10. Sensors. Kinds of sensors.
Many medical and biologic characteristics cannot be removed by electrodes as they are not reflected by a bioelectric signal,in these cases sensors are used. The device, changing the measured or controllable not electric size in an electric signal is called sensor. Sensors are divided on generating and parametrical. Generatingare sensors, which under influence of a measured signal directly generates a voltage or a current. To such sensors concern:
Piezoelectric, based on piezoelectric effect;
Thermoelectric, based on thermal electricity;
Induction, based on action of an electromagnetic induction;
Photo-electric, based on photo-electric effect.
Sensors in which under influence of mechanical efforts or movings electric parameters change, are called parametrical. Types of these sensors refer to the same as also the phenomena on which they are based:
Resistance - resistive sensors;
Capacity - capacitor sensors;
Inductance - inductive sensors
11. Application of sensors.
Application of microelectronic devices in medicine allows not only to reduce the sizes of devices and devices, but also to create devices and sensors in very small sizes.Tiny electric manometer is applied, for measurement of pressure in cavities of heart.The new method endoradiometry is developed for research of a gastroenteric path. Research of temperature, pressure and acidity of environment is made during all paths by means of endoradioprobe, having the form of a pill which the investigated patient swallows.Semi-conductor sensor serves as the sensor of temperature in endoradioprobe, the sensor of pressure - the coil of inductance of an oscillatory contour of the generator connected with a membrane.
12. X-rays, its nature, its place in scale of electromagnetic waves.

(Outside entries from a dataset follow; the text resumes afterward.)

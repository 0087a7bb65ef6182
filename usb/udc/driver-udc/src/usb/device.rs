//! Implements the "Device" USB Descriptor.
//!
//! This descriptor is described in USB32 section 9.6.1

use super::DescriptorKind;

/// A USB Device Descriptor.
///
/// "Provides information that applies globally to the device and all the device's
/// configurations" (USB32 9.6.1). A device has exactly one.
///
/// USB32 Table 9-11 describes the packet offsets of the fields described by this structure.
#[repr(C, packed)]
#[derive(Clone, Copy, Debug, Default, Eq, PartialEq)]
pub struct DeviceDescriptor {
    /// bLength
    pub length: u8,
    /// bDescriptorType, always [DescriptorKind::Device]
    pub kind: u8,
    /// bcdUSB. USB 2.1 would be encoded as 210H, 3.2 would be 320H.
    pub usb: u16,
    /// bDeviceClass. Zero means every interface carries its own class information.
    pub class: u8,
    /// bDeviceSubClass
    pub sub_class: u8,
    /// bDeviceProtocol
    pub protocol: u8,
    /// bMaxPacketSize0
    pub packet_size: u8,
    /// idVendor
    pub vendor: u16,
    /// idProduct
    pub product: u16,
    /// bcdDevice
    pub release: u16,
    /// iManufacturer
    pub manufacturer_str: u8,
    /// iProduct
    pub product_str: u8,
    /// iSerialNumber
    pub serial_str: u8,
    /// bNumConfigurations
    pub configurations: u8,
}

unsafe impl plain::Plain for DeviceDescriptor {}

impl DeviceDescriptor {
    pub const LENGTH: u8 = 18;

    /// Builds a descriptor whose class triple is left to the interfaces.
    pub fn new(usb: u16, packet_size: u8, vendor: u16, product: u16, release: u16) -> Self {
        Self {
            length: Self::LENGTH,
            kind: DescriptorKind::Device as u8,
            usb,
            class: 0,
            sub_class: 0,
            protocol: 0,
            packet_size,
            vendor,
            product,
            release,
            manufacturer_str: 0,
            product_str: 0,
            serial_str: 0,
            configurations: 0,
        }
    }

    /// Gets the USB Minor Version
    pub fn minor_usb_vers(&self) -> u8 {
        (self.usb & 0xFF) as u8
    }

    /// Gets the USB Major Version
    pub fn major_usb_vers(&self) -> u8 {
        ((self.usb >> 8) & 0xFF) as u8
    }

    pub fn to_bytes(&self) -> [u8; 18] {
        let usb = self.usb.to_le_bytes();
        let vendor = self.vendor.to_le_bytes();
        let product = self.product.to_le_bytes();
        let release = self.release.to_le_bytes();
        [
            self.length,
            self.kind,
            usb[0],
            usb[1],
            self.class,
            self.sub_class,
            self.protocol,
            self.packet_size,
            vendor[0],
            vendor[1],
            product[0],
            product[1],
            release[0],
            release[1],
            self.manufacturer_str,
            self.product_str,
            self.serial_str,
            self.configurations,
        ]
    }
}
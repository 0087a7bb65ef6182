use super::DescriptorKind;

bitflags! {
    /// bmAttributes of a configuration (USB2 Table 9-10).
    pub struct ConfigAttributes: u8 {
        /// Bit 7 is reserved and must always be set.
        const RESERVED = 1 << 7;
        const SELF_POWERED = 1 << 6;
        const REMOTE_WAKEUP = 1 << 5;
    }
}

#[repr(C, packed)]
#[derive(Clone, Copy, Debug, Default, Eq, PartialEq)]
pub struct ConfigDescriptor {
    pub length: u8,
    pub kind: u8,
    /// Length of the configuration and everything nested under it.
    pub total_length: u16,
    pub interfaces: u8,
    pub configuration_value: u8,
    pub configuration_str: u8,
    pub attributes: u8,
    /// In units of 2 mA.
    pub max_power: u8,
}

unsafe impl plain::Plain for ConfigDescriptor {}

impl ConfigDescriptor {
    pub const LENGTH: u8 = 9;

    pub fn new(configuration_value: u8, attributes: ConfigAttributes, max_power: u8) -> Self {
        Self {
            length: Self::LENGTH,
            kind: DescriptorKind::Configuration as u8,
            total_length: u16::from(Self::LENGTH),
            interfaces: 0,
            configuration_value,
            configuration_str: 0,
            attributes: (attributes | ConfigAttributes::RESERVED).bits(),
            max_power,
        }
    }

    pub fn attributes(&self) -> ConfigAttributes {
        ConfigAttributes::from_bits_truncate(self.attributes)
    }

    pub fn to_bytes(&self) -> [u8; 9] {
        let total_length = self.total_length.to_le_bytes();
        [
            self.length,
            self.kind,
            total_length[0],
            total_length[1],
            self.interfaces,
            self.configuration_value,
            self.configuration_str,
            self.attributes,
            self.max_power,
        ]
    }
}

Professor Wilhelm Konrad Roentgen experimented Krucs tubes in 1895.Rontgen has firmly established that: X-rays differ from cathode rays, do not bear a charge, do not deviate a magnetic field, are raised by cathode rays. They are invisible to an eye, possess high penetrating ability, act on a magnetic field. Thus, the short electromagnetic impulse arises and extends. X-rays are an electromagnetic wave with wavelength from 80 nanometers up to 0, 0001 nanometers, in a scale of electromagnetic waves X-rays borders with ultra-violet and γ-rays.Sources of x-ray radiation it is possible to divide on two groups: natural and artificial. Natural sources of radiation.Some radioactive isotopes can serve as sources of X-rays. The sun is source of X-ray radiation also. Its X-ray radiation is so huge, that is capable to destroy in a few minutes all alive on the Earth. Artificial sources of radiation(are X-ray tubes).
13. X-ray tube.
Artificial sources of radiation isx-ray tube. X-ray tube represents glass flask with high vacuum, with the cathode and the anode, at oblique which end face there is a plate - a pocket mirror from heavy metal. The heated spiral cathode (1) is a source of electrons. The stream of electrons (4) is accelerated in the strong electric field created between the cathode and the anode (2). The accelerated stream of electrons is broken by substance of the anode and causes occurrence X – rays (3). This is brake radiation. The part of electrons gets into substance of the anode and causes characteristic radiation. A feed of a x-ray tube is provided with two sources: a source of a high pressure for an anode circuit and a source of a low pressure.